[[ EXCERPTED RECORDS, beginning ]]

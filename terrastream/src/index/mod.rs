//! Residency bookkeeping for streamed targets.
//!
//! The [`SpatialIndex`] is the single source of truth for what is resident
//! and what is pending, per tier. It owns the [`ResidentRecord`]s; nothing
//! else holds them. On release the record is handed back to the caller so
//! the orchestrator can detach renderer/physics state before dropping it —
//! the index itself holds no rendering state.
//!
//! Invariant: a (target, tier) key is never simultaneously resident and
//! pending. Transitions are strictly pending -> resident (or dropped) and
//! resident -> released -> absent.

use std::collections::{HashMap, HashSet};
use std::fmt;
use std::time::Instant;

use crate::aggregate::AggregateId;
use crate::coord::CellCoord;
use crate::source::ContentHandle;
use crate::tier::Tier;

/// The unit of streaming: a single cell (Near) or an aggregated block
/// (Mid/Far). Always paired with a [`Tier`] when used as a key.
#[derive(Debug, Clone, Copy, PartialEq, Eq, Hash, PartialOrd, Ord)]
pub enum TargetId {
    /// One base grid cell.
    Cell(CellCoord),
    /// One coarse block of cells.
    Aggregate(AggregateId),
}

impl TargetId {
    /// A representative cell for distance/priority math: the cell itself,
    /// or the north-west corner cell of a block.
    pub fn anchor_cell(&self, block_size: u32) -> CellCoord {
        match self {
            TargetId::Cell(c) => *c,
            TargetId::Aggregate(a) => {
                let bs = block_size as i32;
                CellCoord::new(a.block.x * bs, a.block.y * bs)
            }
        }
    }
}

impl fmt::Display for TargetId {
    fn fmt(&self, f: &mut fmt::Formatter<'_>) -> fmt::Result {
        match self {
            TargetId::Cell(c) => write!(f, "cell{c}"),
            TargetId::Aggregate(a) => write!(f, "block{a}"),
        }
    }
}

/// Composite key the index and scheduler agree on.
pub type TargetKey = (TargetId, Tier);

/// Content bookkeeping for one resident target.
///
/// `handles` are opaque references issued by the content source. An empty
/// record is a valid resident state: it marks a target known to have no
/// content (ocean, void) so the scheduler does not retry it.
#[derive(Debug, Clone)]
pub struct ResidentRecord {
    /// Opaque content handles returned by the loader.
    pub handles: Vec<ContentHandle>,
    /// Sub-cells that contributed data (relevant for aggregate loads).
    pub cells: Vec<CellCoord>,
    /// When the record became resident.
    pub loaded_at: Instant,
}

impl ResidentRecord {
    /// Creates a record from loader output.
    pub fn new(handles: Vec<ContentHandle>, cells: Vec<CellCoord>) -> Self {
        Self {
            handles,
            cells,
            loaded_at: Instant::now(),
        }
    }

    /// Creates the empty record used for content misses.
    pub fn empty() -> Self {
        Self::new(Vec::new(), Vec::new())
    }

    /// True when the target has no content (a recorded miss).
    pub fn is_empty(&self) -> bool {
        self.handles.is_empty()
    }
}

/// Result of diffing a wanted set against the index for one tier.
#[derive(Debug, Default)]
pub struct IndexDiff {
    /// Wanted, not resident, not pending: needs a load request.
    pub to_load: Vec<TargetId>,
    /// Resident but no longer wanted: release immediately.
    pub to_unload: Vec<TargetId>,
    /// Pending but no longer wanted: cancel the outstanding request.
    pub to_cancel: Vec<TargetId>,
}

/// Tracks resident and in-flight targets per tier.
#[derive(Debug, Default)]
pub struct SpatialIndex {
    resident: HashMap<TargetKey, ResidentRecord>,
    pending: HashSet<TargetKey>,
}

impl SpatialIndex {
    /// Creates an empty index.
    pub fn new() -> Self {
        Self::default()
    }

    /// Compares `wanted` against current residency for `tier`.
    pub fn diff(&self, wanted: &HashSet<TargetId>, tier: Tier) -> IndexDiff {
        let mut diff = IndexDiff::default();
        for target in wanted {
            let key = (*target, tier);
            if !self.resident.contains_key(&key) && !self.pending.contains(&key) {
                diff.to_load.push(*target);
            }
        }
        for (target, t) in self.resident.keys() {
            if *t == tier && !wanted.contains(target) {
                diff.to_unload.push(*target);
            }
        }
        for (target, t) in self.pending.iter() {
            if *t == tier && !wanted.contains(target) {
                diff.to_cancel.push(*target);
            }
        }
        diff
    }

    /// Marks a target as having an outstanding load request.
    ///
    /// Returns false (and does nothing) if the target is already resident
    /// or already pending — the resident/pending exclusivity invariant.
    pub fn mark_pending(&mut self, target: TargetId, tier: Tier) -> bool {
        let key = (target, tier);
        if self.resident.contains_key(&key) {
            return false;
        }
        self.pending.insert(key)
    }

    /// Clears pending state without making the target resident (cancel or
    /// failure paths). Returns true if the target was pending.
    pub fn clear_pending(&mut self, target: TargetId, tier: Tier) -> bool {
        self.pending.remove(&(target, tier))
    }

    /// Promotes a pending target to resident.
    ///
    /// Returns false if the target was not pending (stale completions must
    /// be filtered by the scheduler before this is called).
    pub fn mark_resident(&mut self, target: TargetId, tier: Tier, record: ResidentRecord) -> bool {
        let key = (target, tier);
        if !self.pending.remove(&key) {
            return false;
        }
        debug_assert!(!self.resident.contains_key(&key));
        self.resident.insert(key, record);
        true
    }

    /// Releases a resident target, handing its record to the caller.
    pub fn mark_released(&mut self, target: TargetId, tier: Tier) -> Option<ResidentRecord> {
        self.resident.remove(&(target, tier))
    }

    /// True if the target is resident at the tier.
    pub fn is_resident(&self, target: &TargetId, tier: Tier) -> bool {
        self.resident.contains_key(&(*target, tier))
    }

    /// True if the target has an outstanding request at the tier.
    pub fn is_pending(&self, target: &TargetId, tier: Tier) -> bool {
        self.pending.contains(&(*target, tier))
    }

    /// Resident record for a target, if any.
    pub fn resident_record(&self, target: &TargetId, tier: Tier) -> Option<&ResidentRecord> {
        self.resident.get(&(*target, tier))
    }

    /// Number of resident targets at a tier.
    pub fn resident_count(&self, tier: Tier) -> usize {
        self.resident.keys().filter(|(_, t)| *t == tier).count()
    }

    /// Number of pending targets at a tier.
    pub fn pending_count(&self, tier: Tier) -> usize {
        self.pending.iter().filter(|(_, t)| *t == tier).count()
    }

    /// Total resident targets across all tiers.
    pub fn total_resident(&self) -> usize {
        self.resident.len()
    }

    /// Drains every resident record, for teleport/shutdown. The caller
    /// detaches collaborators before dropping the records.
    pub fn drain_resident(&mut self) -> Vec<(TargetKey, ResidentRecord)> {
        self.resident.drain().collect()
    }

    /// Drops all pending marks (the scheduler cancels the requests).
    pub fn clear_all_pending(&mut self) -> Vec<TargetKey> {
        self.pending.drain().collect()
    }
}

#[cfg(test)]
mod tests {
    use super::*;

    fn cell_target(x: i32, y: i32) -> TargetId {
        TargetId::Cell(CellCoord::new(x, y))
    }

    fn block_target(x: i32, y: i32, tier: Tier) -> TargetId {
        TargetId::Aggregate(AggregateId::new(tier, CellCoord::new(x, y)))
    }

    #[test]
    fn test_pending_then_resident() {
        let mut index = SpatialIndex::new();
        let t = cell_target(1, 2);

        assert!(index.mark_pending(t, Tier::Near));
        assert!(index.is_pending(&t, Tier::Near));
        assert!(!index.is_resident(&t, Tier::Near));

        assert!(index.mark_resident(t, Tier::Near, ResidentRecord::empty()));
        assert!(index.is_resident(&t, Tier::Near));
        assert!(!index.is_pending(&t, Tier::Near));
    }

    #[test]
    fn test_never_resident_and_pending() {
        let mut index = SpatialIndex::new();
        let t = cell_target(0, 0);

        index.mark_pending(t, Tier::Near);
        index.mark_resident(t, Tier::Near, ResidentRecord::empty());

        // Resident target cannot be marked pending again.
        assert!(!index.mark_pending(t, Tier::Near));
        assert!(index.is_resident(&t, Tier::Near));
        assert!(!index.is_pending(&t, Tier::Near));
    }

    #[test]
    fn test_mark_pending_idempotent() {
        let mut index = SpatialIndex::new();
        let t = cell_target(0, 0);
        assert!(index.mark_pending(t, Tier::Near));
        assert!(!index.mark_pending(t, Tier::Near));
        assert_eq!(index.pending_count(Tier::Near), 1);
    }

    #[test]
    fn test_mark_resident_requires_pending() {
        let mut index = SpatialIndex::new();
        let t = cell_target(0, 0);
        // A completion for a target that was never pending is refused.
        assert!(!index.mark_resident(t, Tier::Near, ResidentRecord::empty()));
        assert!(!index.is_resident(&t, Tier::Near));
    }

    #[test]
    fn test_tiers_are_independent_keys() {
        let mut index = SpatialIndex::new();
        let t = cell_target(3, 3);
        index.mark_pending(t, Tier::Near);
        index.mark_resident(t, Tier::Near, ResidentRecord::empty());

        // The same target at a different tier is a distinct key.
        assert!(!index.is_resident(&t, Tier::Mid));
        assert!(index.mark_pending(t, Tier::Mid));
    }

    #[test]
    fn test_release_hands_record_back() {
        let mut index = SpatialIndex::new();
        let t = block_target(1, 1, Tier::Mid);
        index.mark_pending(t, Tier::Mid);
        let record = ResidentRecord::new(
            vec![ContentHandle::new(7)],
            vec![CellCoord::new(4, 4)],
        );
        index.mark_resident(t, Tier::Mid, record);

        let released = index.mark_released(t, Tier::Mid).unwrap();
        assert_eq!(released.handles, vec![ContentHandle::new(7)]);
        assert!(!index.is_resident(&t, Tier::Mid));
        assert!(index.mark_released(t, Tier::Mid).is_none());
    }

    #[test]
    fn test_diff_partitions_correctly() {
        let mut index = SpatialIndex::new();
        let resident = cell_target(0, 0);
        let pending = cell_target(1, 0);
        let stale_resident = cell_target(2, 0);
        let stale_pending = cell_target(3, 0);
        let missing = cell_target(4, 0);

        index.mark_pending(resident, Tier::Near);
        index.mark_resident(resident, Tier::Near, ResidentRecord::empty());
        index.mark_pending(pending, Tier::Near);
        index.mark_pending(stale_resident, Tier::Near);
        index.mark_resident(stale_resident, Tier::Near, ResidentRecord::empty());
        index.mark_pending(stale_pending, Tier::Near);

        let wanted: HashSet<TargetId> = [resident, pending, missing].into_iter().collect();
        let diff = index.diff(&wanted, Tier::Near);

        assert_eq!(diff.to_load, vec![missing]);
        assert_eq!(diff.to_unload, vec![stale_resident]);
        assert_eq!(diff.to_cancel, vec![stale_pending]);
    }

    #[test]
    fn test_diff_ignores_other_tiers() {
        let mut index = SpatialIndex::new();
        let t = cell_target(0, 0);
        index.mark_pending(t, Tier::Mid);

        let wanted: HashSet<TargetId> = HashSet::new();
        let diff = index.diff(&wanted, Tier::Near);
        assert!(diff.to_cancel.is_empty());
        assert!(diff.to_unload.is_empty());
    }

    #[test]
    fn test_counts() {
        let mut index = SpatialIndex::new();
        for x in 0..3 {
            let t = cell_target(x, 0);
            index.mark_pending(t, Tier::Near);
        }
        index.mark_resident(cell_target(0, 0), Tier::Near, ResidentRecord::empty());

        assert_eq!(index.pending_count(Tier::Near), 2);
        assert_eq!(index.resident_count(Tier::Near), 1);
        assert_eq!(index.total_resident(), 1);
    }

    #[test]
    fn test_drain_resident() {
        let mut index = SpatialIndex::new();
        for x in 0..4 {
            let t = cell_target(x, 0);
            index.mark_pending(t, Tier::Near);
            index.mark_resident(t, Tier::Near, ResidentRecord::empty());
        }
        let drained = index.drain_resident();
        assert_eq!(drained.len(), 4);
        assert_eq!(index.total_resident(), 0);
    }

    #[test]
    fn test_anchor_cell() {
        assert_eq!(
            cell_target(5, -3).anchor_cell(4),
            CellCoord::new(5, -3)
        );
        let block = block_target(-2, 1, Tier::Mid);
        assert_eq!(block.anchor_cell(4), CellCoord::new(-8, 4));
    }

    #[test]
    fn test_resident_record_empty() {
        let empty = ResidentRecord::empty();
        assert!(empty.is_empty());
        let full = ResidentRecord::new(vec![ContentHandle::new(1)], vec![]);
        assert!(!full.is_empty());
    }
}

[[ EXCERPTED RECORDS, end ]]

Look in the material above for the line with "used as a key." and the line with "(a recorded miss).", and transcribe exactly those lines and all lines between them, nothing more.

/// (Mid/Far). Always paired with a [`Tier`] when used as a key.
#[derive(Debug, Clone, Copy, PartialEq, Eq, Hash, PartialOrd, Ord)]
pub enum TargetId {
    /// One base grid cell.
    Cell(CellCoord),
    /// One coarse block of cells.
    Aggregate(AggregateId),
}

impl TargetId {
    /// A representative cell for distance/priority math: the cell itself,
    /// or the north-west corner cell of a block.
    pub fn anchor_cell(&self, block_size: u32) -> CellCoord {
        match self {
            TargetId::Cell(c) => *c,
            TargetId::Aggregate(a) => {
                let bs = block_size as i32;
                CellCoord::new(a.block.x * bs, a.block.y * bs)
            }
        }
    }
}

impl fmt::Display for TargetId {
    fn fmt(&self, f: &mut fmt::Formatter<'_>) -> fmt::Result {
        match self {
            TargetId::Cell(c) => write!(f, "cell{c}"),
            TargetId::Aggregate(a) => write!(f, "block{a}"),
        }
    }
}

/// Composite key the index and scheduler agree on.
pub type TargetKey = (TargetId, Tier);

/// Content bookkeeping for one resident target.
///
/// `handles` are opaque references issued by the content source. An empty
/// record is a valid resident state: it marks a target known to have no
/// content (ocean, void) so the scheduler does not retry it.
#[derive(Debug, Clone)]
pub struct ResidentRecord {
    /// Opaque content handles returned by the loader.
    pub handles: Vec<ContentHandle>,
    /// Sub-cells that contributed data (relevant for aggregate loads).
    pub cells: Vec<CellCoord>,
    /// When the record became resident.
    pub loaded_at: Instant,
}

impl ResidentRecord {
    /// Creates a record from loader output.
    pub fn new(handles: Vec<ContentHandle>, cells: Vec<CellCoord>) -> Self {
        Self {
            handles,
            cells,
            loaded_at: Instant::now(),
        }
    }

    /// Creates the empty record used for content misses.
    pub fn empty() -> Self {
        Self::new(Vec::new(), Vec::new())
    }

    /// True when the target has no content (a recorded miss).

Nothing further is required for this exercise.